山遊び 木下利玄

 今日は、木下利玄の「山遊び」を配信します。縦書き表示で、全文読めますよ。
 古典や近代文学の魅力は、現代作品よりも自然界の描写が色濃いというのと、一茶や芭蕉のように、徒歩の旅の描写が秀逸であるというのが、あるんだと思います。
 100年前の旅と言えば徒歩が中心だったのでは、というように思う随筆でした。
 木下利玄は武家の子孫の歌人で、当時としてはそれほど早世では無いのですが、中年期に肺結核で亡くなっていて、健脚でも頑丈でもないはずなのですが、山遊びで岡山の足守から山のほうへと散策するところを描きだしています。家族や友人たち「十六人」もの人数で「妙見山へ茸狩に行く」ところを描いています。
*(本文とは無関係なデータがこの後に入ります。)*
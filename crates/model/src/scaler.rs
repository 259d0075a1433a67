use mapi_core::Score;
use serde::Deserialize;
use serde::Serialize;

/// Per-column standardization fitted at training time: `(x - mean) / scale`.
#[derive(Debug, Clone, PartialEq, Serialize, Deserialize)]
pub struct Scaler {
    mean: Vec<Score>,
    scale: Vec<Score>,
}

impl Scaler {
    pub fn new(mean: Vec<Score>, scale: Vec<Score>) -> Self {
        Self { mean, scale }
    }
    pub fn width(&self) -> usize {
        self.mean.len()
    }
    /// Standardize in place. Missing values stay NaN.
    pub fn apply(&self, x: &mut [Score]) {
        for ((x, mean), scale) in x.iter_mut().zip(&self.mean).zip(&self.scale) {
            *x = (*x - mean) / scale;
        }
    }
    pub fn validate(&self, width: usize) -> Result<(), String> {
        if self.mean.len() != width || self.scale.len() != width {
            return Err(format!(
                "scaler has {} means and {} scales for {} features",
                self.mean.len(),
                self.scale.len(),
                width
            ));
        }
        if self.mean.iter().any(|m| !m.is_finite()) {
            return Err(String::from("scaler mean must be finite"));
        }
        if self.scale.iter().any(|s| !s.is_finite() || *s == 0.0) {
            return Err(String::from("scaler scale must be finite and nonzero"));
        }
        Ok(())
    }
}

#[cfg(test)]
mod tests {
    use super::*;

    #[test]
    fn standardizes_each_column() {
        let scaler = Scaler::new(vec![40.0, 60000.0], vec![10.0, 20000.0]);
        let ref mut x = [35.0, 90000.0];
        scaler.apply(x);
        assert_eq!(x, &[-0.5, 1.5]);
    }
    #[test]
    fn missing_stays_missing() {
        let scaler = Scaler::new(vec![1.0], vec![2.0]);
        let ref mut x = [Score::NAN];
        scaler.apply(x);
        assert!(x[0].is_nan());
    }
    #[test]
    fn rejects_width_mismatch_and_zero_scale() {
        assert!(Scaler::new(vec![0.0], vec![1.0]).validate(2).is_err());
        assert!(Scaler::new(vec![0.0, 0.0], vec![1.0, 0.0]).validate(2).is_err());
        assert!(Scaler::new(vec![0.0, 0.0], vec![1.0, 3.0]).validate(2).is_ok());
    }
}
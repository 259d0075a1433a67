//! Prediction Server
//!
//! Serves a loaded model over actix-web. The model is loaded once by the
//! caller and shared read-only across every worker.
//!
//! ## Routes
//!
//! - `GET /` — liveness acknowledgment
//! - `POST /predict` — score one JSON feature record
//!
//! ## Submodules
//!
//! - [`handlers`] — Request handlers
//! - [`dto`] — Response bodies
mod config;

pub mod dto;
pub mod handlers;

pub use config::Config;

use actix_web::App;
use actix_web::HttpServer;
use actix_web::middleware::Logger;
use actix_web::web;
use mapi_model::Predictor;
use std::sync::Arc;

/// Route table, shared by the server and in-process tests.
pub fn routes(cfg: &mut web::ServiceConfig) {
    cfg.route("/", web::get().to(handlers::home))
        .route("/predict", web::post().to(handlers::predict));
}

pub async fn run(config: &Config, model: Arc<dyn Predictor>) -> Result<(), std::io::Error> {
    let model = web::Data::from(model);
    log::info!("starting prediction server on {}", config.bind);
    let server = HttpServer::new(move || {
        App::new()
            .wrap(Logger::new("%r %s %Ts"))
            .app_data(model.clone())
            .configure(routes)
    });
    let server = match config.workers {
        Some(workers) => server.workers(workers.get()),
        None => server,
    };
    server.bind(&config.bind)?.run().await
}
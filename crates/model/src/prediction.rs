use mapi_core::Score;
use serde::Serialize;
use serde_json::Value;

/// Model-native output for one row: a class label or a regression value.
#[derive(Debug, Clone, PartialEq, Serialize)]
#[serde(untagged)]
pub enum Prediction {
    Class(Value),
    Value(Score),
}

impl std::fmt::Display for Prediction {
    fn fmt(&self, f: &mut std::fmt::Formatter<'_>) -> std::fmt::Result {
        match self {
            Self::Class(label) => write!(f, "{}", label),
            Self::Value(value) => write!(f, "{}", value),
        }
    }
}
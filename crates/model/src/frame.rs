use serde_json::Value;

/// One caller-supplied feature record. Keys keep their insertion order.
pub type Record = serde_json::Map<String, Value>;

/// A small table of untyped cells.
///
/// Columns are kept in the order callers first mentioned them; no typing
/// happens here, that is deferred to [`crate::Model`] at scoring time.
#[derive(Debug, Clone, Default, PartialEq)]
pub struct Frame {
    columns: Vec<String>,
    rows: Vec<Vec<Value>>,
}

impl Frame {
    pub fn columns(&self) -> &[String] {
        &self.columns
    }
    pub fn rows(&self) -> &[Vec<Value>] {
        &self.rows
    }
    pub fn len(&self) -> usize {
        self.rows.len()
    }
    pub fn is_empty(&self) -> bool {
        self.rows.is_empty()
    }
    /// Position of a named column.
    pub fn column(&self, name: &str) -> Option<usize> {
        self.columns.iter().position(|c| c == name)
    }
}

/// A single record becomes a single row.
impl From<Record> for Frame {
    fn from(record: Record) -> Self {
        let (columns, row) = record.into_iter().unzip();
        Self {
            columns,
            rows: vec![row],
        }
    }
}

/// Several records share the union of their columns; absent cells are null.
impl FromIterator<Record> for Frame {
    fn from_iter<I: IntoIterator<Item = Record>>(iter: I) -> Self {
        let records = iter.into_iter().collect::<Vec<Record>>();
        let mut columns = Vec::<String>::new();
        for key in records.iter().flat_map(|r| r.keys()) {
            if !columns.contains(key) {
                columns.push(key.clone());
            }
        }
        let rows = records
            .into_iter()
            .map(|mut record| {
                columns
                    .iter()
                    .map(|c| record.remove(c).unwrap_or(Value::Null))
                    .collect()
            })
            .collect();
        Self { columns, rows }
    }
}

#[cfg(test)]
mod tests {
    use super::*;
    use serde_json::json;

    fn record(value: Value) -> Record {
        match value {
            Value::Object(map) => map,
            _ => unreachable!(),
        }
    }

    #[test]
    fn single_record_keeps_caller_order() {
        let frame = Frame::from(record(json!({ "zeta": 1, "alpha": "x", "mid": true })));
        assert_eq!(frame.columns(), ["zeta", "alpha", "mid"]);
        assert_eq!(frame.len(), 1);
        assert_eq!(frame.rows()[0], vec![json!(1), json!("x"), json!(true)]);
    }
    #[test]
    fn empty_record_is_one_empty_row() {
        let frame = Frame::from(Record::new());
        assert!(frame.columns().is_empty());
        assert_eq!(frame.len(), 1);
    }
    #[test]
    fn records_union_columns_with_nulls() {
        let frame = [
            record(json!({ "a": 1, "b": 2 })),
            record(json!({ "c": 3, "a": 4 })),
        ]
        .into_iter()
        .collect::<Frame>();
        assert_eq!(frame.columns(), ["a", "b", "c"]);
        assert_eq!(frame.rows()[0], vec![json!(1), json!(2), Value::Null]);
        assert_eq!(frame.rows()[1], vec![json!(4), Value::Null, json!(3)]);
        assert_eq!(frame.column("c"), Some(2));
        assert_eq!(frame.column("d"), None);
    }
}
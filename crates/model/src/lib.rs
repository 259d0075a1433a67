//! Tabular model artifacts.
//!
//! A [`Model`] is deserialized once from a JSON artifact, validated, and then
//! shared read-only by every request. Callers hand it a [`Frame`] of raw JSON
//! cells; the model encodes each row against its own feature schema, applies
//! the optional standard scaler, and scores the row with its estimator.
//!
//! ## Core Types
//!
//! - [`Model`] — Validated artifact, the only [`Predictor`] implementation
//! - [`Frame`] — Named columns over rows of untyped cells
//! - [`Feature`] — Schema entry describing how one column is encoded
//! - [`Estimator`] — Gradient-boosted trees or a linear model
//! - [`Prediction`] — Class label or regression value for one row
//!
//! ## Errors
//!
//! - [`LoadError`] — Artifact could not be read, parsed, or validated
//! - [`ScoreError`] — A frame does not fit the model's schema
mod error;
mod estimator;
mod feature;
mod frame;
mod model;
mod prediction;
mod scaler;
mod tree;

pub use error::*;
pub use estimator::*;
pub use feature::*;
pub use frame::*;
pub use model::*;
pub use prediction::*;
pub use scaler::*;
pub use tree::*;

/// Anything that turns a frame into one prediction per row.
///
/// The HTTP layer holds the loaded model behind this trait so it never
/// depends on the artifact format.
pub trait Predictor: Send + Sync {
    /// Input schema, in encoding order.
    fn features(&self) -> &[Feature];
    /// Score every row of the frame.
    fn predict(&self, frame: &Frame) -> Result<Vec<Prediction>, ScoreError>;
}
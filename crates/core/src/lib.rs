//! Core aliases and constants for the model API.
//!
//! Everything the other crates agree on lives here: the scalar types that
//! flow through scoring, the service defaults, and the logging bootstrap.

// ============================================================================
// TYPE ALIASES
// ============================================================================
/// Encoded feature values and raw model margins.
pub type Score = f64;
/// Class membership probabilities.
pub type Probability = f64;

// ============================================================================
// SCORING PARAMETERS
// ============================================================================
/// Probability at or above which a binary classifier emits its positive class.
pub const DECISION_THRESHOLD: Probability = 0.5;
/// Global bias of a booster whose artifact omits `base_score`.
pub const DEFAULT_BASE_SCORE: Score = 0.5;

// ============================================================================
// SERVICE DEFAULTS
// ============================================================================
/// Acknowledgment returned by the root route.
pub const HEALTH_MESSAGE: &str = "Model API is running";
/// Artifact location when neither `--model` nor `MODEL_PATH` is given.
pub const DEFAULT_MODEL_PATH: &str = "model.json";
/// Listen address when neither `--bind` nor `BIND_ADDR` is given.
pub const DEFAULT_BIND_ADDR: &str = "0.0.0.0:8000";
/// Directory for log files when `LOG_DIR` is unset.
pub const DEFAULT_LOG_DIR: &str = "logs";

// ============================================================================
// RUNTIME UTILITIES
// ============================================================================
/// Initialize dual logging (terminal + file) with a timestamped log file.
/// Writes DEBUG to `$LOG_DIR/<unix-seconds>.log` and INFO to the terminal.
#[cfg(feature = "server")]
pub fn log() -> std::io::Result<()> {
    let dir = std::env::var("LOG_DIR").unwrap_or_else(|_| DEFAULT_LOG_DIR.to_string());
    std::fs::create_dir_all(&dir)?;
    let config = simplelog::ConfigBuilder::new()
        .set_location_level(log::LevelFilter::Off)
        .set_target_level(log::LevelFilter::Off)
        .set_thread_level(log::LevelFilter::Off)
        .build();
    let time = std::time::SystemTime::now()
        .duration_since(std::time::UNIX_EPOCH)
        .map(|elapsed| elapsed.as_secs())
        .unwrap_or_default();
    let path = std::path::Path::new(&dir).join(format!("{}.log", time));
    let file = simplelog::WriteLogger::new(
        log::LevelFilter::Debug,
        config.clone(),
        std::fs::File::create(path)?,
    );
    let term = simplelog::TermLogger::new(
        log::LevelFilter::Info,
        config,
        simplelog::TerminalMode::Mixed,
        simplelog::ColorChoice::Auto,
    );
    simplelog::CombinedLogger::init(vec![term, file]).map_err(std::io::Error::other)
}
//! Discrete range codec
//!
//! PostgreSQL prints discrete ranges (`int4range`, `int8range`) as bound
//! markers around two integers, e.g. `[3,7)`. [`Interval`] normalises these to
//! inclusive bounds so callers never reason about exclusivity.

use std::sync::LazyLock;

use regex::Regex;

static RANGE_LITERAL: LazyLock<Regex> = LazyLock::new(|| {
    Regex::new(r"^([\[(])(\d+),(\d+)([\])])$").expect("range literal pattern is valid")
});

/// PostgreSQL's output for a range containing no values
const EMPTY_LITERAL: &str = "empty";

/// An inclusive integer interval parsed from a PostgreSQL discrete range
///
/// The empty range is always `{ start: 0, end: 0 }`.
///
/// # Examples
///
/// ```
/// use pgrest_types::Interval;
///
/// let interval = Interval::parse("[3,7)").unwrap();
/// assert_eq!(interval, Interval::new(3, 6));
/// assert_eq!(interval.to_string(), "[3,6]");
/// ```
#[derive(Debug, Clone, Copy, PartialEq, Eq, Hash, Default)]
pub struct Interval {
    pub start: i64,
    pub end: i64,
}

impl Interval {
    /// Creates an interval with inclusive bounds.
    ///
    /// An `end` below `start` yields the canonical empty interval.
    #[must_use]
    pub const fn new(start: i64, end: i64) -> Self {
        if end < start {
            Self::EMPTY
        } else {
            Self { start, end }
        }
    }

    pub const EMPTY: Interval = Interval { start: 0, end: 0 };

    /// Parse a range literal such as `[3,7)` or `(3,7]`.
    pub fn parse(text: &str) -> Result<Self, ParseRangeError> {
        if text == EMPTY_LITERAL {
            return Ok(Self::EMPTY);
        }

        let malformed = || ParseRangeError {
            literal: text.to_string(),
        };
        let captures = RANGE_LITERAL.captures(text).ok_or_else(malformed)?;

        let lower: i64 = captures[2].parse().map_err(|_| malformed())?;
        let upper: i64 = captures[3].parse().map_err(|_| malformed())?;

        let start = match &captures[1] {
            "[" => lower,
            _ => lower.checked_add(1).ok_or_else(malformed)?,
        };
        let end = match &captures[4] {
            "]" => upper,
            _ => upper - 1,
        };

        Ok(Self::new(start, end))
    }

    #[must_use]
    pub const fn is_empty(&self) -> bool {
        self.start == 0 && self.end == 0
    }
}

impl core::fmt::Display for Interval {
    fn fmt(&self, f: &mut core::fmt::Formatter<'_>) -> core::fmt::Result {
        write!(f, "[{},{}]", self.start, self.end)
    }
}

impl core::str::FromStr for Interval {
    type Err = ParseRangeError;

    fn from_str(s: &str) -> Result<Self, Self::Err> {
        Interval::parse(s)
    }
}

impl From<core::ops::RangeInclusive<i64>> for Interval {
    fn from(range: core::ops::RangeInclusive<i64>) -> Self {
        Interval::new(*range.start(), *range.end())
    }
}

impl From<core::ops::Range<i64>> for Interval {
    fn from(range: core::ops::Range<i64>) -> Self {
        Interval::new(range.start, range.end.saturating_sub(1))
    }
}

/// Error returned when a range literal does not match `[a,b]`, `[a,b)`,
/// `(a,b]` or `(a,b)`
#[derive(Debug, Clone, PartialEq, Eq, thiserror::Error)]
#[error("malformed range literal: {literal:?}")]
pub struct ParseRangeError {
    pub literal: String,
}

#[cfg(feature = "serde")]
impl serde::Serialize for Interval {
    fn serialize<S: serde::Serializer>(&self, serializer: S) -> Result<S::Ok, S::Error> {
        serializer.collect_str(self)
    }
}

#[cfg(feature = "serde")]
impl<'de> serde::Deserialize<'de> for Interval {
    fn deserialize<D: serde::Deserializer<'de>>(deserializer: D) -> Result<Self, D::Error> {
        let text = <std::borrow::Cow<'de, str>>::deserialize(deserializer)?;
        Interval::parse(&text).map_err(serde::de::Error::custom)
    }
}
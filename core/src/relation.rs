//! Resource embedding.
//!
//! Expands a model's declared relationships into the nested `select`
//! fragments PostgREST uses to return related rows inline, e.g.
//! `author:user_id!inner(id,name)`.

use core::fmt::Write;

use hashbrown::HashSet;

use crate::schema::{JoinKind, ModelSchema, RelationshipDef};

/// Identity of a relationship edge: target table, embed column, target model
#[derive(Debug, Clone, Copy, PartialEq, Eq, Hash)]
pub struct EdgeKey {
    pub table: &'static str,
    pub column: &'static str,
    pub model: &'static str,
}

impl EdgeKey {
    pub fn of(edge: &RelationshipDef) -> Self {
        let target = edge.target_schema();
        Self {
            table: target.table_name,
            column: edge.column,
            model: target.model,
        }
    }
}

/// Edges already expanded during one resolution walk
pub type Visited = HashSet<EdgeKey>;

/// A model's own columns plus the embed fragments of its relationships
#[derive(Debug, Clone, Default, PartialEq, Eq)]
pub struct Embeds {
    pub columns: Vec<&'static str>,
    pub fragments: Vec<String>,
}

impl Embeds {
    /// Columns followed by fragments, comma separated
    pub fn selector(&self) -> String {
        let mut out = String::new();
        for (i, part) in self
            .columns
            .iter()
            .copied()
            .chain(self.fragments.iter().map(String::as_str))
            .enumerate()
        {
            if i > 0 {
                out.push(',');
            }
            out.push_str(part);
        }
        if out.is_empty() {
            out.push('*');
        }
        out
    }
}

/// Resolves every included relationship reachable from `schema`.
///
/// Each edge is expanded at most once per walk: once an edge has been seen
/// on any path it is skipped everywhere else. This keeps self references and
/// cycles finite, and means a relationship reachable along two paths is only
/// embedded along the first one.
pub fn resolve_embeds(schema: &'static ModelSchema) -> Embeds {
    let (embeds, _) = resolve_with(schema, Visited::new());
    crate::pgrest_trace_embed!(schema.table_name, embeds.fragments.len());
    embeds
}

/// Resolves `schema` against an existing visited set, returning the grown set.
pub fn resolve_with(schema: &'static ModelSchema, mut visited: Visited) -> (Embeds, Visited) {
    let mut fragments = Vec::new();

    for edge in schema.relationships.iter().filter(|e| e.include_in_query) {
        if !visited.insert(EdgeKey::of(edge)) {
            continue;
        }
        let target = edge.target_schema();
        let (nested, grown) = resolve_with(target, visited);
        visited = grown;
        fragments.push(render_fragment(edge, target, &nested));
    }

    let embeds = Embeds {
        columns: schema.column_names().collect(),
        fragments,
    };
    (embeds, visited)
}

fn render_fragment(edge: &RelationshipDef, target: &ModelSchema, nested: &Embeds) -> String {
    let mut out = String::with_capacity(32);
    match edge.foreign_key {
        Some(fk) => {
            let _ = write!(out, "{}:{}", edge.column, fk);
        }
        None => out.push_str(target.table_name),
    }
    if edge.join == JoinKind::Inner {
        out.push_str("!inner");
    }
    out.push('(');
    out.push_str(&nested.selector());
    out.push(')');
    out
}

#[cfg(test)]
mod tests {
    use super::*;
    use crate::schema::ColumnDef;

    const ID: ColumnDef = ColumnDef {
        property: "id",
        column: "id",
        primary_key: true,
    };

    fn node() -> &'static ModelSchema {
        &NODE
    }

    static NODE: ModelSchema = ModelSchema {
        model: "tests::Node",
        table_name: "nodes",
        columns: &[ID],
        relationships: &[RelationshipDef {
            property: "parent",
            column: "parent",
            target: node,
            join: JoinKind::Left,
            foreign_key: Some("parent_id"),
            include_in_query: true,
        }],
    };

    #[test]
    fn test_self_reference_embeds_one_level() {
        let embeds = resolve_embeds(&NODE);
        assert_eq!(embeds.columns, ["id"]);
        assert_eq!(embeds.fragments, ["parent:parent_id(id)"]);
    }

    #[test]
    fn test_preseeded_visited_suppresses_edge() {
        let mut visited = Visited::new();
        visited.insert(EdgeKey::of(&NODE.relationships[0]));
        let (embeds, visited) = resolve_with(&NODE, visited);
        assert!(embeds.fragments.is_empty());
        assert_eq!(visited.len(), 1);
    }

    #[test]
    fn test_empty_selector_is_star() {
        assert_eq!(Embeds::default().selector(), "*");
    }
}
 読んでいるだけで、山を散策したような気分になる、すてきな随筆でした。
 小雨にうたれながらも、竹の籠にキノコをいくつも入れてゆくさまが描かれます。山小屋で和食と松茸料理を楽しんだ。人間を豊かにするものが自然界以外は存在しないというような時代で、自然界へのまなざしがちょっと現代人とまったく違うのだ、という感じがする、のんびりとしたエッセーでした。緑豊かで四季のある日本、というのの内奥が見えてくる明治四十四年の随筆でした。